Health priorities show why state does not have a revenue problem

On the new tax issue, since the legislative session Gov. Kathleen Blanco has shown an amazing ability to talk out of both sides of her mouth. Before the session, she said there needed to be a tax on hospital for health care funds and a tax on cigarettes to fund teacher raises; otherwise, there would be no money for either. Presto, revenue estimates soar around $360 million, so there’s no need for any new taxes, right? Wrong, Blanco still insists on them.

She finally wins the hospital battle by getting a new tax on their revenues which largely will be passed along to consumers and ratepayers. So no more new revenues are needed for health care now, right? Wrong, Blanco now says the cigarette tax should go to health care, too (while winking and saying it’s really going to teacher raises).

For Blanco, she acted this way not just on new taxes, it’s also been the fiscal situation of Louisiana’s health care system.

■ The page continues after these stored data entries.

use crate::report::*;

pub fn read_json(path: &str) -> ReportResult<JSValue> {
    let contents = fs::read_to_string(path).context(OpeningFileSnafu { path })?;
    debug!("read_json: {} bytes from {:?}", contents.len(), path);
    serde_json::from_str(contents.as_str()).context(ParsingJsonSnafu { path })
}

/// The report document. Only the JSON syntax can fail here, the content is
/// read leniently.
pub fn read_document(path: &str) -> ReportResult<Document> {
    let js = read_json(path)?;
    Ok(Document::from_value(js))
}

/// Render settings. Missing keys take their default value.
pub fn read_settings(path: &str) -> ReportResult<RenderSettings> {
    let js = read_json(path)?;
    let settings: RenderSettings =
        serde_json::from_value(js).context(ParsingJsonSnafu { path })?;
    info!(
        "read_settings: max depth {} from {:?}",
        settings.max_depth, path
    );
    Ok(settings)
}

pub fn read_reference(path: &str) -> ReportResult<String> {
    fs::read_to_string(path).context(OpeningFileSnafu { path })
}

#[cfg(test)]
mod tests {
    use super::*;

    fn write_temp(name: &str, content: &str) -> String {
        let path = std::env::temp_dir()
            .join(format!("reportview-config-{}-{}", std::process::id(), name))
            .display()
            .to_string();
        fs::write(&path, content).unwrap();
        path
    }

    #[test]
    fn settings_file() {
        let path = write_temp(
            "settings.json",
            r#"{"maxDepth": 4, "styleVariants": {"titleStyleVariant": {"default": "h2"}}}"#,
        );
        let settings = read_settings(&path).unwrap();
        assert_eq!(settings.max_depth, 4);
        assert_eq!(
            settings
                .style_variants
                .class_for(TITLE_STYLE_VARIANT, Some("anything")),
            "h2"
        );
    }

    #[test]
    fn bad_settings_file() {
        let path = write_temp("bad-settings.json", r#"{"maxDepth": "deep"}"#);
        assert!(matches!(
            read_settings(&path),
            Err(ReportError::ParsingJson { .. })
        ));
        let path = write_temp("broken.json", "{ not json");
        assert!(matches!(
            read_document(&path),
            Err(ReportError::ParsingJson { .. })
        ));
    }
}
/// Reads a list of `T`, skipping (and reporting) the entries that cannot be read.
/// Anything that is not an array is read as an empty list.
pub(crate) fn read_list<T: DeserializeOwned>(raw: &JSValue, what: &str) -> Vec<T> {
    match raw {
        JSValue::Array(items) => items
            .iter()
            .enumerate()
            .filter_map(|(pos, item)| match T::deserialize(item) {
                Ok(x) => Some(x),
                Err(e) => {
                    warn!("read_list: skipping {} #{}: {}", what, pos, e);
                    None
                }
            })
            .collect(),
        JSValue::Null => Vec::new(),
        other => {
            warn!("read_list: expected an array of {}, found {}", what, other);
            Vec::new()
        }
    }
}

fn lenient_components<'de, D>(deserializer: D) -> Result<Vec<ComponentNode>, D::Error>
where
    D: Deserializer<'de>,
{
    let raw = JSValue::deserialize(deserializer)?;
    Ok(read_list(&raw, "component"))
}

fn lenient_subsections<'de, D>(deserializer: D) -> Result<Vec<Subsection>, D::Error>
where
    D: Deserializer<'de>,
{
    let raw = JSValue::deserialize(deserializer)?;
    Ok(read_list(&raw, "subsection"))
}

fn lenient_index<'de, D>(deserializer: D) -> Result<Option<f64>, D::Error>
where
    D: Deserializer<'de>,
{
    let raw = JSValue::deserialize(deserializer)?;
    Ok(raw.as_f64())
}

/// Component indices are kept as written so that they come back out unchanged.
fn lenient_number<'de, D>(deserializer: D) -> Result<Option<Number>, D::Error>
where
    D: Deserializer<'de>,
{
    match JSValue::deserialize(deserializer)? {
        JSValue::Number(n) => Ok(Some(n)),
        _ => Ok(None),
    }
}

/// Ids are strings in the modern format, but numbers are common in older
/// documents.
fn read_id(raw: Option<&JSValue>) -> Option<String> {
    match raw {
        Some(JSValue::String(s)) if !s.is_empty() => Some(s.clone()),
        Some(JSValue::Number(n)) => Some(n.to_string()),
        _ => None,
    }
}

fn lenient_id<'de, D>(deserializer: D) -> Result<String, D::Error>
where
    D: Deserializer<'de>,
{
    let raw = JSValue::deserialize(deserializer)?;
    read_id(Some(&raw)).ok_or_else(|| serde::de::Error::custom(format!("unusable id {}", raw)))
}

fn read_string(raw: Option<&JSValue>) -> Option<String> {
    raw.and_then(|v| v.as_str()).map(|s| s.to_string())
}

/// A node of the component tree. `type` selects the render routine.
#[derive(PartialEq, Debug, Clone, Serialize, Deserialize)]
pub struct ComponentNode {
    #[serde(rename = "type")]
    pub component_type: String,
    #[serde(default, deserialize_with = "lenient_number")]
    pub index: Option<Number>,
    #[serde(rename = "dataPath")]
    pub data_path: Option<String>,
    pub config: Option<JSValue>,
    pub title: Option<String>,
    pub text: Option<String>,
    #[serde(default, deserialize_with = "lenient_components")]
    pub components: Vec<ComponentNode>,
    #[serde(rename = "cardStyleVariant")]
    pub card_style_variant: Option<String>,
    #[serde(rename = "cardContentVariant")]
    pub card_content_variant: Option<String>,
    #[serde(rename = "titleStyleVariant")]
    pub title_style_variant: Option<String>,
}

impl ComponentNode {
    /// A bare node of the given type.
    pub fn new(component_type: &str) -> ComponentNode {
        ComponentNode {
            component_type: component_type.to_string(),
            index: None,
            data_path: None,
            config: None,
            title: None,
            text: None,
            components: Vec::new(),
            card_style_variant: None,
            card_content_variant: None,
            title_style_variant: None,
        }
    }

    pub fn bound_to(mut self, data_path: &str) -> ComponentNode {
        self.data_path = Some(data_path.to_string());
        self
    }

    pub fn titled(mut self, title: Option<String>) -> ComponentNode {
        self.title = title;
        self
    }
}
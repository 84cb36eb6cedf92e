use clap::Parser;

/// This program resolves survey report documents into views ready for rendering.
#[derive(Parser, Debug, Clone)]
#[clap(author, version, about, long_about = None)]
pub struct Args {
    /// (file path) The report document, in JSON.
    #[clap(short, long, value_parser)]
    pub input: String,

    /// (navigation key, optional) The section, subsection or dynamic entry to resolve, for example
    /// 'executive', 'executive-summary' or 'responses-42'. Defaults to the first section of the document.
    #[clap(short, long, value_parser)]
    pub section: Option<String>,

    /// (file path, optional) The render settings (maximum nesting depth, style variants) in JSON format.
    /// For more information about the file format, read the manual of the report_schema crate.
    #[clap(short, long, value_parser)]
    pub config: Option<String>,

    /// (file path, 'stdout' or empty) Where the resolved view is written. Defaults to the standard output.
    #[clap(short, long, value_parser)]
    pub out: Option<String>,

    /// (file path) A reference file containing the expected output. If provided, reportview will
    /// check that the produced output matches the reference.
    #[clap(short, long, value_parser)]
    pub reference: Option<String>,

    /// If passed as an argument, prints the navigation tree of the document instead of a view.
    #[clap(long, takes_value = false)]
    pub nav: bool,

    /// If passed as an argument, prints a text outline of the view instead of JSON.
    #[clap(long, takes_value = false)]
    pub outline: bool,

    // Other arguments
    /// If passed as an argument, will turn on verbose logging to the standard output.
    #[clap(long, takes_value = false)]
    pub verbose: bool,
}
//! Finds the section and subsection an active navigation key points to.
//!
//! Keys are flat strings coming from the navigation state: a section id
//! (`executive`), a declared subsection id (`executive-summary`) or a dynamic
//! id (`responses-42`, `attributes-customerType`). Nothing in the string tells
//! them apart, so every lookup goes through the document.
//!
//! Subsection ids are looked up across the whole document, they are expected
//! to be unique document-wide.

use std::error::Error;
use std::fmt::Display;

use log::debug;
use serde::Serialize;

use crate::document::*;

pub const RESPONSES_PREFIX: &str = "responses-";
pub const ATTRIBUTES_PREFIX: &str = "attributes-";

// ********* Format adapters **********

/// One of the document layouts that declare subsections.
pub trait SchemaFormat: Sync {
    fn name(&self) -> &'static str;

    /// The subsections declared in this layout, or `None` if there are none.
    fn subsections<'a>(&self, section: &'a Section) -> Option<&'a [Subsection]>;
}

fn non_empty(subsections: &[Subsection]) -> Option<&[Subsection]> {
    if subsections.is_empty() {
        None
    } else {
        Some(subsections)
    }
}

/// `section.subsections`
struct ModernFormat;

impl SchemaFormat for ModernFormat {
    fn name(&self) -> &'static str {
        "subsections"
    }

    fn subsections<'a>(&self, section: &'a Section) -> Option<&'a [Subsection]> {
        non_empty(&section.subsections)
    }
}

/// `section.data.renderSchema.subsections`
struct LegacyRenderSchema;

impl SchemaFormat for LegacyRenderSchema {
    fn name(&self) -> &'static str {
        "data.renderSchema"
    }

    fn subsections<'a>(&self, section: &'a Section) -> Option<&'a [Subsection]> {
        section
            .legacy_schema
            .as_ref()
            .and_then(|s| non_empty(&s.subsections))
    }
}

/// `document[<sectionId>].renderSchema.subsections`
struct FlatTopLevel;

impl SchemaFormat for FlatTopLevel {
    fn name(&self) -> &'static str {
        "<sectionId>.renderSchema"
    }

    fn subsections<'a>(&self, section: &'a Section) -> Option<&'a [Subsection]> {
        section
            .flat_schema
            .as_ref()
            .and_then(|s| non_empty(&s.subsections))
    }
}

/// The supported layouts, most recent first.
pub static FORMATS: &[&dyn SchemaFormat] = &[&ModernFormat, &LegacyRenderSchema, &FlatTopLevel];

/// The declared subsections of a section, from the first layout that has any.
pub fn declared_subsections(section: &Section) -> Option<&[Subsection]> {
    FORMATS.iter().find_map(|f| {
        let found = f.subsections(section);
        if found.is_some() {
            debug!(
                "declared_subsections: {} uses format {}",
                section.id,
                f.name()
            );
        }
        found
    })
}

fn declared_subsection<'a>(section: &'a Section, subsection_id: &str) -> Option<&'a Subsection> {
    FORMATS
        .iter()
        .filter_map(|f| f.subsections(section))
        .flat_map(|subs| subs.iter())
        .find(|s| s.id == subsection_id)
}

// ********* Lookup results **********

/// What a key resolved to inside its section.
#[derive(PartialEq, Debug, Clone, Copy)]
pub enum Target<'a> {
    Subsection(&'a Subsection),
    Question(&'a Question),
    Attribute(&'a AttributeRecord),
    /// The section has no children, its own components are rendered.
    Section,
}

#[derive(PartialEq, Debug, Clone)]
pub struct Location<'a> {
    pub section: &'a Section,
    pub target: Target<'a>,
}

impl<'a> Location<'a> {
    /// The navigation key of the resolved target.
    pub fn key(&self) -> String {
        match self.target {
            Target::Subsection(s) => s.id.clone(),
            Target::Question(q) => format!("{}{}", RESPONSES_PREFIX, q.id),
            Target::Attribute(a) => format!("{}{}", ATTRIBUTES_PREFIX, a.id),
            Target::Section => self.section.id.clone(),
        }
    }
}

/// A key that does not lead anywhere. `section_id` is set when the owning
/// section was found but not the child.
#[derive(Eq, PartialEq, Debug, Clone, Serialize)]
#[serde(rename_all = "camelCase")]
pub struct NotFound {
    pub key: String,
    pub section_id: Option<String>,
}

impl Error for NotFound {}

impl Display for NotFound {
    fn fmt(&self, f: &mut std::fmt::Formatter<'_>) -> std::fmt::Result {
        match &self.section_id {
            Some(sid) => write!(f, "Nothing found for {:?} in section {:?}", self.key, sid),
            None => write!(f, "No section found for {:?}", self.key),
        }
    }
}

// ********* Lookups **********

/// The id of the section that owns `active_key`. First match wins:
///
/// 1. a section with that id
/// 2. a section declaring a subsection with that id (in any layout)
/// 3. `responses-*` / `attributes-*` when such a section exists, whether or
///    not the suffix names an actual question or attribute
/// 4. the longest hyphen-separated prefix naming a section that either has
///    dynamic subsections or declares the remaining suffix as a subsection
pub fn extract_section_id<'a>(document: &'a Document, active_key: &str) -> Option<&'a str> {
    if let Some(s) = document.section(active_key) {
        return Some(&s.id);
    }

    if let Some(s) = document
        .sections
        .iter()
        .find(|s| declared_subsection(s, active_key).is_some())
    {
        return Some(&s.id);
    }

    if active_key.starts_with(RESPONSES_PREFIX) {
        if let Some(s) = document.responses_section() {
            return Some(&s.id);
        }
    }
    if active_key.starts_with(ATTRIBUTES_PREFIX) {
        if let Some(s) = document.attributes_section() {
            return Some(&s.id);
        }
    }

    let parts: Vec<&str> = active_key.split('-').collect();
    for len in (1..parts.len()).rev() {
        let candidate = parts[..len].join("-");
        let suffix = parts[len..].join("-");
        if let Some(s) = document.section(&candidate) {
            if s.has_dynamic_subsections() || declared_subsection(s, &suffix).is_some() {
                debug!(
                    "extract_section_id: {:?} -> {:?} by prefix",
                    active_key, candidate
                );
                return Some(&s.id);
            }
        }
    }

    debug!("extract_section_id: no section for {:?}", active_key);
    None
}

/// The key of the initial child of a section:
///
/// 1. the declared subsection with the lowest index, in the first layout that
///    declares any (missing index sorts last, ties keep array order)
/// 2. for the responses section, `responses-<id>` of the first question
/// 3. for the attributes section, `attributes-<id>` of the first attribute
///    with an icon
/// 4. `None`: the section is rendered from its own components
pub fn first_subsection(section: &Section) -> Option<String> {
    if let Some(subs) = declared_subsections(section) {
        return by_index(subs).first().map(|s| s.id.clone());
    }
    match section.kind {
        SectionKind::Responses => by_index(&section.questions)
            .first()
            .map(|q| format!("{}{}", RESPONSES_PREFIX, q.id)),
        SectionKind::Attributes => by_index(&section.navigable_attributes())
            .first()
            .map(|a| format!("{}{}", ATTRIBUTES_PREFIX, a.id)),
        SectionKind::Standard => None,
    }
}

/// Whether the section can be drawn by the generic renderer.
pub fn has_renderable_schema(document: &Document, section_id: &str) -> bool {
    let oldest = document
        .raw()
        .get(section_id)
        .and_then(|v| v.get("renderSchema"))
        .is_some();
    let Some(section) = document.section(section_id) else {
        return oldest;
    };
    (section.kind == SectionKind::Responses && !section.questions.is_empty())
        || (section.kind == SectionKind::Attributes && !section.navigable_attributes().is_empty())
        || !section.subsections.is_empty()
        || section.legacy_schema.is_some()
        || oldest
        || !section.components.is_empty()
}

fn find_child<'a>(section: &'a Section, key: &str) -> Option<Target<'a>> {
    if let Some(s) = declared_subsection(section, key) {
        return Some(Target::Subsection(s));
    }
    match section.kind {
        SectionKind::Responses => {
            if let Some(q) = key
                .strip_prefix(RESPONSES_PREFIX)
                .and_then(|qid| section.question(qid))
            {
                return Some(Target::Question(q));
            }
        }
        SectionKind::Attributes => {
            if let Some(a) = key
                .strip_prefix(ATTRIBUTES_PREFIX)
                .and_then(|aid| section.attribute(aid))
            {
                return Some(Target::Attribute(a));
            }
        }
        SectionKind::Standard => {}
    }
    // `<sectionId>-<subsectionId>`
    key.strip_prefix(section.id.as_str())
        .and_then(|rest| rest.strip_prefix('-'))
        .and_then(|suffix| declared_subsection(section, suffix))
        .map(Target::Subsection)
}

/// Resolves a navigation key down to the section and the child to render.
pub fn locate<'a>(document: &'a Document, active_key: &str) -> Result<Location<'a>, NotFound> {
    let section = extract_section_id(document, active_key)
        .and_then(|sid| document.section(sid))
        .ok_or_else(|| NotFound {
            key: active_key.to_string(),
            section_id: None,
        })?;
    let not_found = || NotFound {
        key: active_key.to_string(),
        section_id: Some(section.id.clone()),
    };

    if section.id == active_key {
        return match first_subsection(section) {
            Some(first) => {
                debug!("locate: {:?} opens on {:?}", active_key, first);
                let target = find_child(section, &first).ok_or_else(not_found)?;
                Ok(Location { section, target })
            }
            None => Ok(Location {
                section,
                target: Target::Section,
            }),
        };
    }

    let target = find_child(section, active_key).ok_or_else(not_found)?;
    Ok(Location { section, target })
}
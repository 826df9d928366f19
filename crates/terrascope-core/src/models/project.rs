use serde::{Deserialize, Serialize};
use chrono::{DateTime, NaiveDate, Utc};

#[derive(Debug, Clone, Copy, PartialEq, Eq, Serialize, Deserialize)]
#[serde(rename_all = "lowercase")]
pub enum ProjectStatus {
    Draft,
    Active,
    Archived,
}

impl std::fmt::Display for ProjectStatus {
    fn fmt(&self, f: &mut std::fmt::Formatter<'_>) -> std::fmt::Result {
        match self {
            ProjectStatus::Draft => write!(f, "Draft"),
            ProjectStatus::Active => write!(f, "Active"),
            ProjectStatus::Archived => write!(f, "Archived"),
        }
    }
}

/// Representative point for a project's survey area (WGS84)
#[derive(Debug, Clone, Copy, PartialEq, Serialize, Deserialize)]
pub struct Centroid {
    pub lon: f64,
    pub lat: f64,
}

impl std::fmt::Display for Centroid {
    fn fmt(&self, f: &mut std::fmt::Formatter<'_>) -> std::fmt::Result {
        write!(f, "{:.5}, {:.5}", self.lat, self.lon)
    }
}

#[derive(Debug, Clone, PartialEq, Serialize, Deserialize)]
pub struct Project {
    pub id: String,
    pub name: String,
    pub description: Option<String>,
    #[serde(rename = "clientId")]
    pub client_id: Option<String>,
    #[serde(rename = "workspaceId")]
    pub workspace_id: Option<String>,
    pub status: ProjectStatus,
    #[serde(rename = "surveyDate")]
    pub survey_date: Option<NaiveDate>,
    pub centroid: Option<Centroid>,
    #[serde(rename = "layerCount")]
    pub layer_count: Option<u32>,
    #[serde(rename = "createdAt")]
    pub created_at: Option<DateTime<Utc>>,
    #[serde(rename = "updatedAt")]
    pub updated_at: Option<DateTime<Utc>>,
}

impl Project {
    /// One-line summary for list output
    pub fn summary(&self) -> String {
        let layers = self.layer_count.unwrap_or(0);
        format!("{}  [{}]  {} layer(s)", self.name, self.status, layers)
    }
}

/// Payload for `POST /projects`
#[derive(Debug, Clone, Serialize)]
pub struct NewProject {
    pub name: String,
    #[serde(skip_serializing_if = "Option::is_none")]
    pub description: Option<String>,
    #[serde(rename = "clientId", skip_serializing_if = "Option::is_none")]
    pub client_id: Option<String>,
    #[serde(rename = "workspaceId", skip_serializing_if = "Option::is_none")]
    pub workspace_id: Option<String>,
    #[serde(rename = "surveyDate", skip_serializing_if = "Option::is_none")]
    pub survey_date: Option<NaiveDate>,
}

/// Payload for `PATCH /projects/{id}` - only the fields being changed are sent
#[derive(Debug, Clone, Default, Serialize)]
pub struct ProjectUpdate {
    #[serde(skip_serializing_if = "Option::is_none")]
    pub name: Option<String>,
    #[serde(skip_serializing_if = "Option::is_none")]
    pub description: Option<String>,
    #[serde(skip_serializing_if = "Option::is_none")]
    pub status: Option<ProjectStatus>,
    #[serde(rename = "surveyDate", skip_serializing_if = "Option::is_none")]
    pub survey_date: Option<NaiveDate>,
}
//! Data models for Terrascope entities.
//!
//! This module contains all the data structures exchanged with the survey
//! service:
//!
//! - `Project`: survey projects with status and location metadata
//! - `Client`: customer organizations that own projects
//! - `User`, `UserRole`: accounts and the session's current profile
//! - `Workspace`: shared groupings of projects and members
//! - `Layer`, `LayerKind`, `LayerGroups`: map layers attached to a project

pub mod client;
pub mod layer;
pub mod person;
pub mod project;
pub mod workspace;

pub use client::{Client, ClientUpdate, NewClient};
pub use layer::{Layer, LayerGroups, LayerKind};
pub use person::{NewUser, ProfileUpdate, User, UserRole};
pub use project::{Centroid, NewProject, Project, ProjectStatus, ProjectUpdate};
pub use workspace::{NewWorkspace, Workspace, WorkspaceUpdate};
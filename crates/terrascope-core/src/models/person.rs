use serde::{Deserialize, Serialize};
use chrono::{DateTime, Utc};

#[derive(Debug, Clone, Copy, PartialEq, Eq, Serialize, Deserialize)]
#[serde(rename_all = "lowercase")]
pub enum UserRole {
    Admin,
    Manager,
    Surveyor,
    Viewer,
}

impl UserRole {
    /// Whether this role may create or remove accounts and clients.
    pub fn can_manage(&self) -> bool {
        matches!(self, UserRole::Admin | UserRole::Manager)
    }
}

impl std::fmt::Display for UserRole {
    fn fmt(&self, f: &mut std::fmt::Formatter<'_>) -> std::fmt::Result {
        match self {
            UserRole::Admin => write!(f, "Admin"),
            UserRole::Manager => write!(f, "Manager"),
            UserRole::Surveyor => write!(f, "Surveyor"),
            UserRole::Viewer => write!(f, "Viewer"),
        }
    }
}

/// Account record, also used as the session's current-user profile.
///
/// Display data only: authorization is decided by the credential, never by
/// the profile attached to it.
#[derive(Debug, Clone, PartialEq, Serialize, Deserialize)]
pub struct User {
    pub id: String,
    pub email: String,
    #[serde(rename = "firstName")]
    pub first_name: String,
    #[serde(rename = "lastName")]
    pub last_name: String,
    pub role: UserRole,
    #[serde(rename = "clientId")]
    pub client_id: Option<String>,
    pub active: Option<bool>,
    #[serde(rename = "createdAt")]
    pub created_at: Option<DateTime<Utc>>,
}

impl User {
    pub fn full_name(&self) -> String {
        format!("{} {}", self.first_name, self.last_name)
    }
}

/// Payload for `POST /users`
#[derive(Debug, Clone, Serialize)]
pub struct NewUser {
    pub email: String,
    #[serde(rename = "firstName")]
    pub first_name: String,
    #[serde(rename = "lastName")]
    pub last_name: String,
    pub role: UserRole,
    #[serde(rename = "clientId", skip_serializing_if = "Option::is_none")]
    pub client_id: Option<String>,
}

/// Payload for `PATCH /profile` - only the fields being changed are sent
#[derive(Debug, Clone, Default, Serialize)]
pub struct ProfileUpdate {
    #[serde(skip_serializing_if = "Option::is_none")]
    pub email: Option<String>,
    #[serde(rename = "firstName", skip_serializing_if = "Option::is_none")]
    pub first_name: Option<String>,
    #[serde(rename = "lastName", skip_serializing_if = "Option::is_none")]
    pub last_name: Option<String>,
}

impl ProfileUpdate {
    pub fn is_empty(&self) -> bool {
        self.email.is_none() && self.first_name.is_none() && self.last_name.is_none()
    }
}
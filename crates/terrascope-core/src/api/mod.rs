//! REST API client module for the Terrascope survey service.
//!
//! This module provides the `ApiClient` for all backend communication.
//! Authentication is bearer-token based; the client wraps every request in
//! the session interceptors: a pre-flight expiry check on the way out, and
//! the refresh-once-then-replay recovery on authorization failures.

pub mod client;
pub mod error;

pub use client::ApiClient;
pub use error::ApiError;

At the beginning of the session, she was saying she would bring more efficient use of health care dollars to the system, the major part of this a proposal that nursing homes not receive their long-standing favorable budgetary treatment that would save $60 million, receiving plenty of backing from Legislative Auditor’s reports that showed if Louisiana had similar standards as other states, almost $100 million a year could be saved.
Yet when the new revenue estimates came out, she suddenly backed off this.

To her credit, she has provided verbal backing to HB 697 which would allow reduced utilization of nursing homes in favor of more community-based care for the many users who could have needs met at a far less expensive per patient rate to the state. At least she’s not trying to reverse it like state Sen. Sherri Smith Cheek who also has provided some verbal gymnastics in the area of health care financing.

Cheek, who sits on the Senate Health and Welfare Committee and on the Joint Legislative Committee on the Budget, giving her large influence over health care spending, in her campaign and first year in office talked a great game about reform. But this session, she has done things that suggest rather than a commitment to taxpayers and patients that she would rather carry water for nursing home interests.

She got her committee to pass SB 253 which would enshrine into law the very formula that inefficiently uses Medicaid dollars to reimburse nursing homes, which would require a majority of the legislature to change. Fortunately, it looks dead for the session as since Blanco wisely said she would not support the bill without changes.

Then Cheek tried to throw nursing homes another bone concerning HB 697 by proposing an amendment in Health and Welfare to take much of the de-institutionalizing aspect out of it. Fortunately, other senators who have shown greater commitment to reform this session raised enough ruckus to get even nursing home owner and panel chairman Sen. Joe McPherson to back down with Cheek.

With health care taking up the largest single portion of the state operating budget, as long as we continue to have legislators with Cheek’s mindset on this issue in Baton Rouge, somebody with the mindset of Blanco’s on taxes is going to keep pushing them, successfully. It’s not a revenue problem we have in this state, it’s a spending priorities problem.